*Records supplied*:
□ □ □ □ □ □ □

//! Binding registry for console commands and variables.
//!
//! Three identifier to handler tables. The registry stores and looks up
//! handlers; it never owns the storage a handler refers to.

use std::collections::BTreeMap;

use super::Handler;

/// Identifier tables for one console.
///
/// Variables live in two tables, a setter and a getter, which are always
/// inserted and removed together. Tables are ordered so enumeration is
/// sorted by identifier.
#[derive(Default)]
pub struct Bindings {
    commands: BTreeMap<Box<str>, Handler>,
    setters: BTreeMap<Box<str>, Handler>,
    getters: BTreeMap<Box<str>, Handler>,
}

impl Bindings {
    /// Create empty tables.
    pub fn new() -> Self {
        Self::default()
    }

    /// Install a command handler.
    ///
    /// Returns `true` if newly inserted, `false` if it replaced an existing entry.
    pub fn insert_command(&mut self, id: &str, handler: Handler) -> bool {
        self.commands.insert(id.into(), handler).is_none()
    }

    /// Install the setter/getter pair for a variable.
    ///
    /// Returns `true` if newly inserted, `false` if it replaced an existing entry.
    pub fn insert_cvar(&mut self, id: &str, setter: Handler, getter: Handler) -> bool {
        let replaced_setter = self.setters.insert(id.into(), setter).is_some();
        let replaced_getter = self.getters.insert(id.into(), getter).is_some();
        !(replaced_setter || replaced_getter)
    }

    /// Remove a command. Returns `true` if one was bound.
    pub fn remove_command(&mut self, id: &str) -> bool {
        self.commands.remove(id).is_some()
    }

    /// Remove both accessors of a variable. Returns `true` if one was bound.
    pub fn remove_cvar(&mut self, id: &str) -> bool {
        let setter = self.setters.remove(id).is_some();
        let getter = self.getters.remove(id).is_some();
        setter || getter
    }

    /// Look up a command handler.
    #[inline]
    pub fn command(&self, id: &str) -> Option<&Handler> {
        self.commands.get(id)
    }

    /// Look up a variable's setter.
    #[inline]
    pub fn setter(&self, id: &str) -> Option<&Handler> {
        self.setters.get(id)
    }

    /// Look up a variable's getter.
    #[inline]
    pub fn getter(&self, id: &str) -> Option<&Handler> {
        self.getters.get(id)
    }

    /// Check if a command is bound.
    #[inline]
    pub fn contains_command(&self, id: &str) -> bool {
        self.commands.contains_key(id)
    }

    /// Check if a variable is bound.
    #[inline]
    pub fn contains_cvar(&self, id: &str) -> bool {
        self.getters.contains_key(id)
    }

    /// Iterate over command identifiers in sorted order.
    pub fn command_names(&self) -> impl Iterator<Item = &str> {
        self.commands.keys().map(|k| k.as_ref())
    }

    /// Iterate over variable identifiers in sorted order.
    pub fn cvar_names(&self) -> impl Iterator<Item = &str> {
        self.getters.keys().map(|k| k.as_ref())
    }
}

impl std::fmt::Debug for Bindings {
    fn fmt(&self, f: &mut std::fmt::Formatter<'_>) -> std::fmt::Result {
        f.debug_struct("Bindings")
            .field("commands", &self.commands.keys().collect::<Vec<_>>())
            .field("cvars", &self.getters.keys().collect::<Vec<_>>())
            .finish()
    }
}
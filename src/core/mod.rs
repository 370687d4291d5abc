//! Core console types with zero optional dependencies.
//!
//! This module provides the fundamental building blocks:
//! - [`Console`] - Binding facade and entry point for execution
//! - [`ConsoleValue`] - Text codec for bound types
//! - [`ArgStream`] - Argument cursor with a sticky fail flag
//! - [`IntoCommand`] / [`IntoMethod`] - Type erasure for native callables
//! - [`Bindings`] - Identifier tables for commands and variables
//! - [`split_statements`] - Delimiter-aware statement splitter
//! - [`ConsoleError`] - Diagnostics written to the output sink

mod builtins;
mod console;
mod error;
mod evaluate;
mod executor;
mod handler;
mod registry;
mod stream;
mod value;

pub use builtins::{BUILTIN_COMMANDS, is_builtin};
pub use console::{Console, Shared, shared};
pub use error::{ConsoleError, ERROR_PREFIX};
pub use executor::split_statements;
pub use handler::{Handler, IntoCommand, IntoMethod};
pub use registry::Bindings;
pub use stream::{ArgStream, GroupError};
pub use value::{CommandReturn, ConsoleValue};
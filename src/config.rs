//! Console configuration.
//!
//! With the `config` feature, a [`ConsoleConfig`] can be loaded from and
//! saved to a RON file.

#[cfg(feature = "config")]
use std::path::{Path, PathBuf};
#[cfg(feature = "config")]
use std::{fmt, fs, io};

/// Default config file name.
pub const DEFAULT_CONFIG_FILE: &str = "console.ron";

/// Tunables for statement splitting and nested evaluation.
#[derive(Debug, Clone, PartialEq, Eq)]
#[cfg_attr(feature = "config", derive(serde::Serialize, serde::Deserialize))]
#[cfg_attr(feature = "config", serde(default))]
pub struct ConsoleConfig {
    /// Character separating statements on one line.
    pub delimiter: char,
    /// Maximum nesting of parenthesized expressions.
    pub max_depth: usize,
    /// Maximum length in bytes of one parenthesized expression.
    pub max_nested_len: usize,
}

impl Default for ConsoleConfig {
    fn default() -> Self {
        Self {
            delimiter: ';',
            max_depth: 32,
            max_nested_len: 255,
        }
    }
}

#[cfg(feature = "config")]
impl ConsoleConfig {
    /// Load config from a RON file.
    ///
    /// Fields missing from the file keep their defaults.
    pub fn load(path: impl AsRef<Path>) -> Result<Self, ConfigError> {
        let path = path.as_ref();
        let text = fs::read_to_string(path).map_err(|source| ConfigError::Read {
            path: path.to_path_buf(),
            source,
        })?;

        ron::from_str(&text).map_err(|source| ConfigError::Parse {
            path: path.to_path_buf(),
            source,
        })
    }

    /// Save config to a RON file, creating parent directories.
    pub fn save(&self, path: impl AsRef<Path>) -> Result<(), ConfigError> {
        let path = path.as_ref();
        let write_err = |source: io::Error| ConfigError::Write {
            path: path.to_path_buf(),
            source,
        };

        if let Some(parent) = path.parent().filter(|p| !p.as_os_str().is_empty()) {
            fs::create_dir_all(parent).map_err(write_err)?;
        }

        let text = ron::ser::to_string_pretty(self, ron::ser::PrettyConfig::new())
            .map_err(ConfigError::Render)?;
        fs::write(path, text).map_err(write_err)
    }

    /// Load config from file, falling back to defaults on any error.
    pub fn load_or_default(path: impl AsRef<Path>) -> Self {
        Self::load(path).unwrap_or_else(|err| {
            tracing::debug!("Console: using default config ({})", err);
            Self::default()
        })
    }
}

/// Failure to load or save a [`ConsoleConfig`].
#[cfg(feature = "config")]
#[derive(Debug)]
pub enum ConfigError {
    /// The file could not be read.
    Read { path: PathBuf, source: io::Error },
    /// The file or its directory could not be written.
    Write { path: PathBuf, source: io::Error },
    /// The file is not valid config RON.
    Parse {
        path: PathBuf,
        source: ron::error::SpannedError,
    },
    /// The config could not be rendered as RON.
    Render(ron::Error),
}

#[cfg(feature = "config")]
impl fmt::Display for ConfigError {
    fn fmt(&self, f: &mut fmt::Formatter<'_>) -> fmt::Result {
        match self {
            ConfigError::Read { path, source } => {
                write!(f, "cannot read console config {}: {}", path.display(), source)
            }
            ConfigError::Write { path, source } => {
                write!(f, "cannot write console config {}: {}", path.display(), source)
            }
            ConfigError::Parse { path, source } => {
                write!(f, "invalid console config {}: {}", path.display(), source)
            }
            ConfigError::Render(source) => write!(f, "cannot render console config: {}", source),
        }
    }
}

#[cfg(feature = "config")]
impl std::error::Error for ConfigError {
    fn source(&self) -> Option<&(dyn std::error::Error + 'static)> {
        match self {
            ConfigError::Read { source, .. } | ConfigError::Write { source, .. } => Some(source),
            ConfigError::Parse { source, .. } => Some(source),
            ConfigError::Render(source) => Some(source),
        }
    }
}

□ □ □ □ □ □ □

*Description of the task*: In exact wording, restate the lines of the data above from the first through the one holding "pub fn remove_command(&mut", and stop after that line.

*Task solution*:
//! Binding registry for console commands and variables.
//!
//! Three identifier to handler tables. The registry stores and looks up
//! handlers; it never owns the storage a handler refers to.

use std::collections::BTreeMap;

use super::Handler;

/// Identifier tables for one console.
///
/// Variables live in two tables, a setter and a getter, which are always
/// inserted and removed together. Tables are ordered so enumeration is
/// sorted by identifier.
#[derive(Default)]
pub struct Bindings {
    commands: BTreeMap<Box<str>, Handler>,
    setters: BTreeMap<Box<str>, Handler>,
    getters: BTreeMap<Box<str>, Handler>,
}

impl Bindings {
    /// Create empty tables.
    pub fn new() -> Self {
        Self::default()
    }

    /// Install a command handler.
    ///
    /// Returns `true` if newly inserted, `false` if it replaced an existing entry.
    pub fn insert_command(&mut self, id: &str, handler: Handler) -> bool {
        self.commands.insert(id.into(), handler).is_none()
    }

    /// Install the setter/getter pair for a variable.
    ///
    /// Returns `true` if newly inserted, `false` if it replaced an existing entry.
    pub fn insert_cvar(&mut self, id: &str, setter: Handler, getter: Handler) -> bool {
        let replaced_setter = self.setters.insert(id.into(), setter).is_some();
        let replaced_getter = self.getters.insert(id.into(), getter).is_some();
        !(replaced_setter || replaced_getter)
    }

    /// Remove a command. Returns `true` if one was bound.
    pub fn remove_command(&mut self, id: &str) -> bool {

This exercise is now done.